We’re really sorry to tell you this, but when we told friends that we had booked a trip to China and Beijing some of them told us many negative things; for example that the Chinese people were rude, it was impossible to get a cab, and they didn’t like the city at all… We haven’t just heard that from people we know but also read that online. We’ve had the same experience earlier, when visiting Sunny Beach in Bulgaria, and we traveled home with a totally different view of that place. So how was it with Beijing? Did we feel the same as our friends or did we actually fell in love?

We arrived in the middle of the day, but my body didn’t like the long flight over and I was knocked out by a bad migraine, but we had to get some food before we went to bed at least. So we went outside the hotel and walked down the street to find a place to sit down. We immediately felt we were in China and not in a bad way. We found ourselves in a small alley with small local shops and places to eat, they were selling vegetable on the street and some actually played badminton on the sidewalk. At the end of the road we found a small restaurant filled with locals and we thought this was a great place to try some Chinese food.

We’ve done our research and know the menus can be confusing, and it’s not like home where you order one dish (which have something of everything: potatoes, vegetables and meat), but you have to order at least two or three and add some rice. We decided to try the Kung Pao Chicken, fried potatoes and rice…
We unwrapped the plates and bowls; which were wrapped in plastic on our table, the food came and we had to overcome the first challenge: eating with chopstick.




I have an idea that we wasn’t pretty good at it although we managed to eat with them, but after a few a lady were prodding my arm before she sat down. She couldn’t speak English at all but we soon realized why she came; in her hand she where holding chopsticks and tried to show us how to use them. She were laughing, and we were laughing, but we tried our best, and who would expect a “how to use chopstick”-lesson on our first day? Not us after what we had heard!

She later looked at us and nodded satisfied, and we felt we had the best first experience ever. We love moments like that, connecting with locals, having fun and learning something new, even without saying a word.
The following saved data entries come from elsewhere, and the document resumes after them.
//! PDF output for laid-out documents, written with lopdf.

use std::io::Write;

use flate2::write::ZlibEncoder;
use flate2::Compression;
use lopdf::content::{Content, Operation};
use lopdf::{dictionary, Dictionary, Document, Object, ObjectId, Stream, StringFormat};
use unicode_normalization::UnicodeNormalization;

use crate::capture::{Bitmap, ImageEncoding};
use crate::error::{Error, Result};
use crate::layout::{
    Align, DrawCommand, FontSpec, HelveticaMetrics, PageGeometry, PaginatedDocument, TextMeasure,
};

/// Points per millimetre.
const MM_TO_PT: f32 = 72.0 / 25.4;

/// Consumes a paginated document and produces a serialized artifact.
pub trait DocumentBackend {
    /// Render every page of `doc` to bytes.
    fn render(&self, doc: &PaginatedDocument) -> Result<Vec<u8>>;
}

/// PDF backend using the standard Helvetica fonts.
#[derive(Debug, Clone)]
pub struct PdfBackend<M = HelveticaMetrics> {
    measure: M,
    compress: bool,
    title: Option<String>,
}

impl PdfBackend<HelveticaMetrics> {
    /// Create a backend with compressed content streams.
    pub fn new() -> Self {
        Self::with_measure(HelveticaMetrics)
    }
}

impl Default for PdfBackend<HelveticaMetrics> {
    fn default() -> Self {
        Self::new()
    }
}

impl<M: TextMeasure> PdfBackend<M> {
    /// Create a backend that aligns text with the given measure.
    ///
    /// Use the same measure as the layout pass so centred text lines up.
    pub fn with_measure(measure: M) -> Self {
        Self {
            measure,
            compress: true,
            title: None,
        }
    }

    /// Enable or disable deflate compression of page content.
    pub fn with_compression(mut self, compress: bool) -> Self {
        self.compress = compress;
        self
    }

    /// Set the document title stored in the PDF info dictionary.
    pub fn with_title(mut self, title: impl Into<String>) -> Self {
        self.title = Some(title.into());
        self
    }

    fn content_stream(&self, raw: Vec<u8>) -> Result<Stream> {
        if !self.compress {
            return Ok(Stream::new(Dictionary::new(), raw));
        }
        let mut encoder = ZlibEncoder::new(Vec::new(), Compression::default());
        encoder.write_all(&raw)?;
        let data = encoder.finish()?;
        Ok(Stream::new(dictionary! { "Filter" => "FlateDecode" }, data))
    }

    fn text_ops(&self, ops: &mut Vec<Operation>, g: &PageGeometry, cmd: TextCmd<'_>) {
        let width = self.measure.text_width(cmd.text, cmd.font);
        let left = match cmd.align {
            Align::Left => cmd.x,
            Align::Center => cmd.x - width / 2.0,
            Align::Right => cmd.x - width,
        };
        let font_name = if cmd.font.bold { "F2" } else { "F1" };

        ops.push(Operation::new("BT", vec![]));
        ops.push(Operation::new(
            "Tf",
            vec![font_name.into(), cmd.font.size.into()],
        ));
        ops.push(Operation::new(
            "Td",
            vec![(left * MM_TO_PT).into(), ((g.height - cmd.y) * MM_TO_PT).into()],
        ));
        ops.push(Operation::new(
            "Tj",
            vec![Object::String(encode_win_ansi(cmd.text), StringFormat::Literal)],
        ));
        ops.push(Operation::new("ET", vec![]));
    }
}

struct TextCmd<'a> {
    x: f32,
    y: f32,
    text: &'a str,
    font: &'a FontSpec,
    align: Align,
}

impl<M: TextMeasure> DocumentBackend for PdfBackend<M> {
    fn render(&self, doc: &PaginatedDocument) -> Result<Vec<u8>> {
        let g = &doc.geometry;
        let mut pdf = Document::with_version("1.5");
        let pages_id = pdf.new_object_id();

        let regular = pdf.add_object(font_dictionary("Helvetica"));
        let bold = pdf.add_object(font_dictionary("Helvetica-Bold"));
        let image_ids: Vec<ObjectId> = doc
            .images
            .iter()
            .map(|bitmap| pdf.add_object(image_stream(bitmap)))
            .collect();

        let media_box: Vec<Object> = vec![
            0.into(),
            0.into(),
            (g.width * MM_TO_PT).into(),
            (g.height * MM_TO_PT).into(),
        ];

        let mut kids: Vec<Object> = Vec::with_capacity(doc.pages.len());
        for page in &doc.pages {
            let mut ops = Vec::new();
            let mut xobjects = Dictionary::new();

            for command in page.all_commands() {
                match command {
                    DrawCommand::Text {
                        x,
                        y,
                        text,
                        font,
                        align,
                    } => self.text_ops(
                        &mut ops,
                        g,
                        TextCmd {
                            x: *x,
                            y: *y,
                            text,
                            font,
                            align: *align,
                        },
                    ),
                    DrawCommand::Image {
                        x,
                        y,
                        width,
                        height,
                        image,
                    } => {
                        let Some(&image_id) = image_ids.get(image.0) else {
                            return Err(Error::Render(format!(
                                "page {} references missing image {}",
                                page.number, image.0
                            )));
                        };
                        let name = format!("Im{}", image.0);
                        xobjects.set(name.clone(), image_id);

                        ops.push(Operation::new("q", vec![]));
                        ops.push(Operation::new(
                            "cm",
                            vec![
                                (width * MM_TO_PT).into(),
                                0.into(),
                                0.into(),
                                (height * MM_TO_PT).into(),
                                (x * MM_TO_PT).into(),
                                ((g.height - y - height) * MM_TO_PT).into(),
                            ],
                        ));
                        ops.push(Operation::new("Do", vec![Object::Name(name.into_bytes())]));
                        ops.push(Operation::new("Q", vec![]));
                    }
                    DrawCommand::Line {
                        x1,
                        y1,
                        x2,
                        y2,
                        thickness,
                    } => {
                        ops.push(Operation::new("w", vec![(thickness * MM_TO_PT).into()]));
                        ops.push(Operation::new(
                            "m",
                            vec![(x1 * MM_TO_PT).into(), ((g.height - y1) * MM_TO_PT).into()],
                        ));
                        ops.push(Operation::new(
                            "l",
                            vec![(x2 * MM_TO_PT).into(), ((g.height - y2) * MM_TO_PT).into()],
                        ));
                        ops.push(Operation::new("S", vec![]));
                    }
                }
            }

            let raw = Content { operations: ops }
                .encode()
                .map_err(|e| Error::Pdf(e.to_string()))?;
            let content_id = pdf.add_object(self.content_stream(raw)?);

            let resources = dictionary! {
                "Font" => dictionary! {
                    "F1" => regular,
                    "F2" => bold,
                },
                "XObject" => xobjects,
            };
            let page_id = pdf.add_object(dictionary! {
                "Type" => "Page",
                "Parent" => pages_id,
                "MediaBox" => media_box.clone(),
                "Contents" => content_id,
                "Resources" => resources,
            });
            kids.push(page_id.into());
        }

        let page_count = kids.len() as i64;
        pdf.objects.insert(
            pages_id,
            Object::Dictionary(dictionary! {
                "Type" => "Pages",
                "Kids" => kids,
                "Count" => page_count,
            }),
        );

        let catalog_id = pdf.add_object(dictionary! {
            "Type" => "Catalog",
            "Pages" => pages_id,
        });
        pdf.trailer.set("Root", catalog_id);

        let mut info = dictionary! {
            "Producer" => Object::string_literal(concat!("hpcreport ", env!("CARGO_PKG_VERSION"))),
            "CreationDate" => Object::string_literal(
                chrono::Local::now().format("D:%Y%m%d%H%M%S").to_string(),
            ),
        };
        if let Some(ref title) = self.title {
            info.set("Title", Object::String(encode_win_ansi(title), StringFormat::Literal));
        }
        let info_id = pdf.add_object(info);
        pdf.trailer.set("Info", info_id);

        let mut output = Vec::new();
        pdf.save_to(&mut output)
            .map_err(|e| Error::Pdf(e.to_string()))?;
        log::debug!(
            "Rendered PDF: {} pages, {} images, {} bytes",
            page_count,
            doc.images.len(),
            output.len()
        );
        Ok(output)
    }
}

fn font_dictionary(base_font: &str) -> Dictionary {
    dictionary! {
        "Type" => "Font",
        "Subtype" => "Type1",
        "BaseFont" => base_font,
        "Encoding" => "WinAnsiEncoding",
    }
}

fn image_stream(bitmap: &Bitmap) -> Stream {
    let filter = match bitmap.encoding {
        ImageEncoding::Jpeg => "DCTDecode",
    };
    Stream::new(
        dictionary! {
            "Type" => "XObject",
            "Subtype" => "Image",
            "Width" => bitmap.width as i64,
            "Height" => bitmap.height as i64,
            "ColorSpace" => "DeviceRGB",
            "BitsPerComponent" => 8,
            "Filter" => filter,
        },
        bitmap.data.clone(),
    )
}

/// Encode text for the standard fonts' WinAnsi encoding.
///
/// Text is NFC-normalized first so decomposed accents map to single code
/// points; characters outside the encoding become `?`.
pub fn encode_win_ansi(text: &str) -> Vec<u8> {
    let mut bytes = Vec::with_capacity(text.len());
    for c in text.nfc() {
        match c {
            '\t' => bytes.push(b' '),
            ' '..='~' => bytes.push(c as u8),
            '\u{A0}'..='\u{FF}' => bytes.push(c as u32 as u8),
            '→' => bytes.extend_from_slice(b"->"),
            '≥' => bytes.extend_from_slice(b">="),
            '≤' => bytes.extend_from_slice(b"<="),
            other => bytes.push(win_ansi_extra(other).unwrap_or(b'?')),
        }
    }
    bytes
}

/// Code points of the 0x80-0x9F range of WinAnsiEncoding.
fn win_ansi_extra(c: char) -> Option<u8> {
    let byte = match c {
        '€' => 0x80,
        '‚' => 0x82,
        'ƒ' => 0x83,
        '„' => 0x84,
        '…' => 0x85,
        '†' => 0x86,
        '‡' => 0x87,
        'ˆ' => 0x88,
        '‰' => 0x89,
        'Š' => 0x8A,
        '‹' => 0x8B,
        'Œ' => 0x8C,
        'Ž' => 0x8E,
        '‘' => 0x91,
        '’' => 0x92,
        '“' => 0x93,
        '”' => 0x94,
        '•' => 0x95,
        '–' => 0x96,
        '—' => 0x97,
        '˜' => 0x98,
        '™' => 0x99,
        'š' => 0x9A,
        '›' => 0x9B,
        'œ' => 0x9C,
        'ž' => 0x9E,
        'Ÿ' => 0x9F,
        _ => return None,
    };
    Some(byte)
}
And during our stay in Beijing all the good experiences kept on coming. We managed to get a taxi on our first try the next morning, and all the other times we tried. Of all the times we took a taxi (and we did that a lot – it was so cheap!), we only had one “bad” experience. I’m saying “bad” because we only had to pay a higher price than all the other times. He blamed the rush hour and told us the approx. price before we sat in, so we could rejected him and tried another one, but we didn’t… (he used a meter too). Also the guide and driver we had for three days where the best, but more about that later.

We never felt unsafe, not once, even when we were walking home from the night snack market late in the evening. We loved every part of our time in China and we hope we can go back one day to explore more of this huge country.




We know people can get a different perception and other experiences than we had, but we’ve learnt that we always should travel with an open mind, and if we have one bad experience we should turn that around and try to figure out some good ones too. We don’t want to give a country a label of being a place we hate, and actually, I don’t think we could ever HATE a destination. As travel bloggers I think it’s important to be objective, not let your feelings take over, and to be perceived as a credible source that is quite important.

Don’t you just love to be pleasantly surprised visiting a new country with a bad reputation?

Have you ever been warned about a destination and then become so happy you actually did go there? Tell us all about it!